Question

For hcl solution at 25°c, equivalent conductance at infinite dilution, is 425 ohm–1 cm2 equiv–1. the specific conductance of a solution of hcl is 0.3825 ohm–1 cm–1. if the apparent degree of dissociation is 90% the normality of the solution is

Answer 1

Hello Dear.

Given conditions ⇒

Equivalent Conductance at Infinite(Λ infinite) = 425 Ω⁻¹cm² equi⁻¹.

Specific Conductance(Κ) = 0.3825 Ω⁻¹ cm⁻¹.
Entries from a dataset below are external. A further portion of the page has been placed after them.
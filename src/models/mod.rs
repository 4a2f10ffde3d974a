//! # Change Record Models
//!
//! Decoded, strongly-typed view of the change stream: records, their keys and
//! their attribute images.

pub mod attribute_value;
pub mod change_record;
pub mod key_path;

pub use attribute_value::{image_to_wire, AttributeValue, Image, Number};
pub use change_record::{ChangeRecord, EventKind};
pub use key_path::KeyPath;
//! # Handler Capabilities
//!
//! The two callable shapes the dispatch table routes to. Handlers are opaque
//! domain code: they may write to the backing store, send notifications or
//! update a search index, and they report failure through `anyhow::Error`.

use crate::models::Image;
use std::fmt;
use std::sync::Arc;

/// Handler fired when an item is created or removed.
///
/// Receives the item id and the image that exists (new image on create, old
/// image on delete).
pub trait ItemHandler: Send + Sync {
    /// Name used in logs and dispatch plans
    fn name(&self) -> &str;

    fn handle(&self, item_id: &str, image: &Image) -> anyhow::Result<()>;
}

/// Handler fired when watched attributes of an item change.
pub trait AttributeHandler: Send + Sync {
    /// Name used in logs and dispatch plans
    fn name(&self) -> &str;

    fn handle(&self, item_id: &str, old_image: &Image, new_image: &Image) -> anyhow::Result<()>;
}

/// Closure-backed [`ItemHandler`]
pub struct FnItemHandler<F> {
    name: String,
    func: F,
}

impl<F> FnItemHandler<F>
where
    F: Fn(&str, &Image) -> anyhow::Result<()> + Send + Sync,
{
    pub fn new(name: impl Into<String>, func: F) -> Self {
        Self {
            name: name.into(),
            func,
        }
    }
}

impl<F> ItemHandler for FnItemHandler<F>
where
    F: Fn(&str, &Image) -> anyhow::Result<()> + Send + Sync,
{
    fn name(&self) -> &str {
        &self.name
    }

    fn handle(&self, item_id: &str, image: &Image) -> anyhow::Result<()> {
        (self.func)(item_id, image)
    }
}

impl<F> fmt::Debug for FnItemHandler<F> {
    fn fmt(&self, f: &mut fmt::Formatter<'_>) -> fmt::Result {
        f.debug_struct("FnItemHandler")
            .field("name", &self.name)
            .finish()
    }
}

/// Closure-backed [`AttributeHandler`]
pub struct FnAttributeHandler<F> {
    name: String,
    func: F,
}

impl<F> FnAttributeHandler<F>
where
    F: Fn(&str, &Image, &Image) -> anyhow::Result<()> + Send + Sync,
{
    pub fn new(name: impl Into<String>, func: F) -> Self {
        Self {
            name: name.into(),
            func,
        }
    }
}

impl<F> AttributeHandler for FnAttributeHandler<F>
where
    F: Fn(&str, &Image, &Image) -> anyhow::Result<()> + Send + Sync,
{
    fn name(&self) -> &str {
        &self.name
    }

    fn handle(&self, item_id: &str, old_image: &Image, new_image: &Image) -> anyhow::Result<()> {
        (self.func)(item_id, old_image, new_image)
    }
}

impl<F> fmt::Debug for FnAttributeHandler<F> {
    fn fmt(&self, f: &mut fmt::Formatter<'_>) -> fmt::Result {
        f.debug_struct("FnAttributeHandler")
            .field("name", &self.name)
            .finish()
    }
}

/// Wrap a closure as a shared [`ItemHandler`].
pub fn item_handler<F>(name: impl Into<String>, func: F) -> Arc<dyn ItemHandler>
where
    F: Fn(&str, &Image) -> anyhow::Result<()> + Send + Sync + 'static,
{
    Arc::new(FnItemHandler::new(name, func))
}

/// Wrap a closure as a shared [`AttributeHandler`].
pub fn attribute_handler<F>(name: impl Into<String>, func: F) -> Arc<dyn AttributeHandler>
where
    F: Fn(&str, &Image, &Image) -> anyhow::Result<()> + Send + Sync + 'static,
{
    Arc::new(FnAttributeHandler::new(name, func))
}

/// Identity of a shared handler, independent of its vtable.
pub(crate) fn handler_identity<T: ?Sized>(handler: &Arc<T>) -> *const () {
    Arc::as_ptr(handler) as *const ()
}
//! # Static Registration List
//!
//! The dispatch table is built at process start from an explicit list of
//! tagged registration entries. [`production_registrations`] is the routing
//! table of the social backend, wired against injected domain capabilities.

use crate::constants::{sub_prefix, type_prefix};
use crate::registry::dispatch_table::{AttributeBinding, ExpectedOld};
use crate::registry::handler::{AttributeHandler, ItemHandler};
use std::sync::Arc;

/// One entry of the startup registration list
#[derive(Clone)]
pub enum Registration {
    /// Handlers fired on both creation and removal
    ItemLifecycle {
        type_prefix: String,
        sub_prefix: String,
        handlers: Vec<Arc<dyn ItemHandler>>,
    },
    /// Handlers fired on creation only
    ItemAdd {
        type_prefix: String,
        sub_prefix: String,
        handlers: Vec<Arc<dyn ItemHandler>>,
    },
    /// Handlers fired on removal only
    ItemDelete {
        type_prefix: String,
        sub_prefix: String,
        handlers: Vec<Arc<dyn ItemHandler>>,
    },
    /// Attribute-change bindings
    AttributeChange {
        type_prefix: String,
        sub_prefix: String,
        bindings: Vec<AttributeBinding>,
    },
}

impl Registration {
    pub fn item_lifecycle(
        type_prefix: impl Into<String>,
        sub_prefix: impl Into<String>,
        handlers: Vec<Arc<dyn ItemHandler>>,
    ) -> Self {
        Self::ItemLifecycle {
            type_prefix: type_prefix.into(),
            sub_prefix: sub_prefix.into(),
            handlers,
        }
    }

    pub fn item_add(
        type_prefix: impl Into<String>,
        sub_prefix: impl Into<String>,
        handlers: Vec<Arc<dyn ItemHandler>>,
    ) -> Self {
        Self::ItemAdd {
            type_prefix: type_prefix.into(),
            sub_prefix: sub_prefix.into(),
            handlers,
        }
    }

    pub fn item_delete(
        type_prefix: impl Into<String>,
        sub_prefix: impl Into<String>,
        handlers: Vec<Arc<dyn ItemHandler>>,
    ) -> Self {
        Self::ItemDelete {
            type_prefix: type_prefix.into(),
            sub_prefix: sub_prefix.into(),
            handlers,
        }
    }

    pub fn attribute_change(
        type_prefix: impl Into<String>,
        sub_prefix: impl Into<String>,
        bindings: Vec<AttributeBinding>,
    ) -> Self {
        Self::AttributeChange {
            type_prefix: type_prefix.into(),
            sub_prefix: sub_prefix.into(),
            bindings,
        }
    }

    /// The `(type_prefix, sub_prefix)` pair this entry registers against.
    pub fn key(&self) -> (&str, &str) {
        match self {
            Self::ItemLifecycle {
                type_prefix,
                sub_prefix,
                ..
            }
            | Self::ItemAdd {
                type_prefix,
                sub_prefix,
                ..
            }
            | Self::ItemDelete {
                type_prefix,
                sub_prefix,
                ..
            }
            | Self::AttributeChange {
                type_prefix,
                sub_prefix,
                ..
            } => (type_prefix, sub_prefix),
        }
    }
}

impl std::fmt::Debug for Registration {
    fn fmt(&self, f: &mut std::fmt::Formatter<'_>) -> std::fmt::Result {
        let (kind, count) = match self {
            Self::ItemLifecycle { handlers, .. } => ("ItemLifecycle", handlers.len()),
            Self::ItemAdd { handlers, .. } => ("ItemAdd", handlers.len()),
            Self::ItemDelete { handlers, .. } => ("ItemDelete", handlers.len()),
            Self::AttributeChange { bindings, .. } => ("AttributeChange", bindings.len()),
        };
        let (type_prefix, sub_prefix) = self.key();
        f.debug_struct(kind)
            .field("type_prefix", &type_prefix)
            .field("sub_prefix", &sub_prefix)
            .field("entries", &count)
            .finish()
    }
}

/// Domain capabilities the production routing table binds to.
///
/// Constructed once at startup by the embedding service and injected here;
/// nothing in this crate owns or creates them.
#[derive(Clone)]
pub struct DomainHandlers {
    pub user_sync_status_due_to_chat_messages: Arc<dyn AttributeHandler>,
    pub user_sync_status_due_to_comments: Arc<dyn AttributeHandler>,
    pub user_sync_status_due_to_posts: Arc<dyn AttributeHandler>,
    pub user_sync_requested_followers_card: Arc<dyn AttributeHandler>,
    pub user_sync_chats_with_new_messages_card: Arc<dyn AttributeHandler>,
    pub user_sync_pinpoint_email: Arc<dyn AttributeHandler>,
    pub user_sync_pinpoint_phone: Arc<dyn AttributeHandler>,
    pub user_sync_pinpoint_user_status: Arc<dyn AttributeHandler>,
    pub user_sync_elasticsearch: Arc<dyn AttributeHandler>,
    pub user_on_comment_add: Arc<dyn ItemHandler>,
    pub user_on_comment_delete: Arc<dyn ItemHandler>,
    pub user_on_user_delete: Arc<dyn ItemHandler>,
    pub card_on_user_delete: Arc<dyn ItemHandler>,
}

/// User status value the pinpoint sync watches transitions away from.
pub const ACTIVE_USER_STATUS: &str = "ACTIVE";

/// Routing table of the social backend.
///
/// Counter attributes are watched from zero, where a never-written counter
/// counts as zero; contact and search fields are watched from absent.
pub fn production_registrations(handlers: &DomainHandlers) -> Vec<Registration> {
    let from_zero = |name: &str, handler: &Arc<dyn AttributeHandler>| {
        AttributeBinding::new(handler.clone(), [(name, ExpectedOld::absent_or(0))])
    };
    let from_absent = |name: &str, handler: &Arc<dyn AttributeHandler>| {
        AttributeBinding::new(handler.clone(), [(name, ExpectedOld::Absent)])
    };

    vec![
        Registration::attribute_change(
            type_prefix::USER,
            sub_prefix::PROFILE,
            vec![
                from_zero(
                    "chatMessagesForcedDeletionCount",
                    &handlers.user_sync_status_due_to_chat_messages,
                ),
                from_zero(
                    "commentForcedDeletionCount",
                    &handlers.user_sync_status_due_to_comments,
                ),
                from_zero("postForcedArchivingCount", &handlers.user_sync_status_due_to_posts),
                from_zero(
                    "followersRequestedCount",
                    &handlers.user_sync_requested_followers_card,
                ),
                from_zero(
                    "chatsWithUnviewedMessagesCount",
                    &handlers.user_sync_chats_with_new_messages_card,
                ),
                from_absent("email", &handlers.user_sync_pinpoint_email),
                from_absent("phoneNumber", &handlers.user_sync_pinpoint_phone),
                AttributeBinding::new(
                    handlers.user_sync_pinpoint_user_status.clone(),
                    [("userStatus", ExpectedOld::absent_or(ACTIVE_USER_STATUS))],
                ),
                from_absent("username", &handlers.user_sync_elasticsearch)
                    .watch("fullName", ExpectedOld::Absent)
                    .watch("lastManuallyReindexedAt", ExpectedOld::Absent),
            ],
        ),
        Registration::item_add(
            type_prefix::COMMENT,
            sub_prefix::BASE,
            vec![handlers.user_on_comment_add.clone()],
        ),
        Registration::item_delete(
            type_prefix::USER,
            sub_prefix::PROFILE,
            vec![
                handlers.card_on_user_delete.clone(),
                handlers.user_on_user_delete.clone(),
            ],
        ),
        Registration::item_delete(
            type_prefix::COMMENT,
            sub_prefix::BASE,
            vec![handlers.user_on_comment_delete.clone()],
        ),
    ]
}

#[cfg(test)]
mod tests {
    use super::*;
    use crate::models::{AttributeValue, Image};
    use crate::registry::dispatch_table::DispatchTable;
    use crate::registry::handler::{attribute_handler, item_handler};

    fn domain_handlers() -> DomainHandlers {
        let attr = |name: &str| attribute_handler(name.to_string(), |_, _, _| Ok(()));
        let item = |name: &str| item_handler(name.to_string(), |_, _| Ok(()));
        DomainHandlers {
            user_sync_status_due_to_chat_messages: attr(
                "user.sync_user_status_due_to_chat_messages",
            ),
            user_sync_status_due_to_comments: attr("user.sync_user_status_due_to_comments"),
            user_sync_status_due_to_posts: attr("user.sync_user_status_due_to_posts"),
            user_sync_requested_followers_card: attr("user.sync_requested_followers_card"),
            user_sync_chats_with_new_messages_card: attr("user.sync_chats_with_new_messages_card"),
            user_sync_pinpoint_email: attr("user.sync_pinpoint_email"),
            user_sync_pinpoint_phone: attr("user.sync_pinpoint_phone"),
            user_sync_pinpoint_user_status: attr("user.sync_pinpoint_user_status"),
            user_sync_elasticsearch: attr("user.sync_elasticsearch"),
            user_on_comment_add: item("user.on_comment_add"),
            user_on_comment_delete: item("user.on_comment_delete"),
            user_on_user_delete: item("user.on_user_delete"),
            card_on_user_delete: item("card.on_user_delete"),
        }
    }

    #[test]
    fn test_production_routing_table() {
        let table = DispatchTable::from_registrations(production_registrations(&domain_handlers()));
        let routes = table.routes();

        let keys: Vec<(&str, &str)> = routes
            .iter()
            .map(|r| (r.type_prefix.as_str(), r.sub_prefix.as_str()))
            .collect();
        assert_eq!(keys, vec![("comment", "-"), ("user", "profile")]);

        assert_eq!(
            routes[0].lifecycle_handlers,
            vec!["user.on_comment_add", "user.on_comment_delete"]
        );
        assert_eq!(
            routes[1].lifecycle_handlers,
            vec!["card.on_user_delete", "user.on_user_delete"]
        );
        assert_eq!(routes[1].attribute_handlers.len(), 9);
    }

    #[test]
    fn test_comment_add_and_delete_are_separate_phases() {
        let table = DispatchTable::from_registrations(production_registrations(&domain_handlers()));

        let added: Vec<_> = table
            .search_item_add("comment", "-")
            .iter()
            .map(|h| h.name().to_string())
            .collect();
        let deleted: Vec<_> = table
            .search_item_delete("comment", "-")
            .iter()
            .map(|h| h.name().to_string())
            .collect();

        assert_eq!(added, vec!["user.on_comment_add"]);
        assert_eq!(deleted, vec!["user.on_comment_delete"]);
        assert!(table.search_item_add("user", "profile").is_empty());
    }

    #[test]
    fn test_first_counter_increment_fires_status_sync() {
        let table = DispatchTable::from_registrations(production_registrations(&domain_handlers()));

        let mut new_image = Image::new();
        new_image.insert("postForcedArchivingCount".into(), AttributeValue::from(1));

        let fired: Vec<_> = table
            .search_attribute_changes("user", "profile", &Image::new(), &new_image)
            .iter()
            .map(|h| h.name().to_string())
            .collect();
        assert_eq!(fired, vec!["user.sync_user_status_due_to_posts"]);
    }

    #[test]
    fn test_registration_key_and_debug() {
        let registration = Registration::item_add("comment", "-", vec![]);
        assert_eq!(registration.key(), ("comment", "-"));
        assert!(format!("{registration:?}").contains("ItemAdd"));
    }
}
Degree of the Dissociation of the HCl acid(α) = 90%
= 90/100 
= 0.9

Now, 
 α × Λ infinity = Λ at concentration c.
∴ Λ at concentration c = 0.9 × 425
 ∴ Λ at concentration c = 382.5

Now, C = Κ/Λ at concentration c.

∴ C = 0.3825/382.5
 ⇒ C = 0.001 mol/cm³
 ⇒ C = 1 mol/L    [1 cm³ = 10⁻³ L]

Since, n factor for the HCl is 1.

∴ Normality = C × n factor.
 ⇒ Normality = 1 × 1
 ⇒  Normality = 1 N.

Hence, the Normality of the solution is 1 N.


Hope it helps.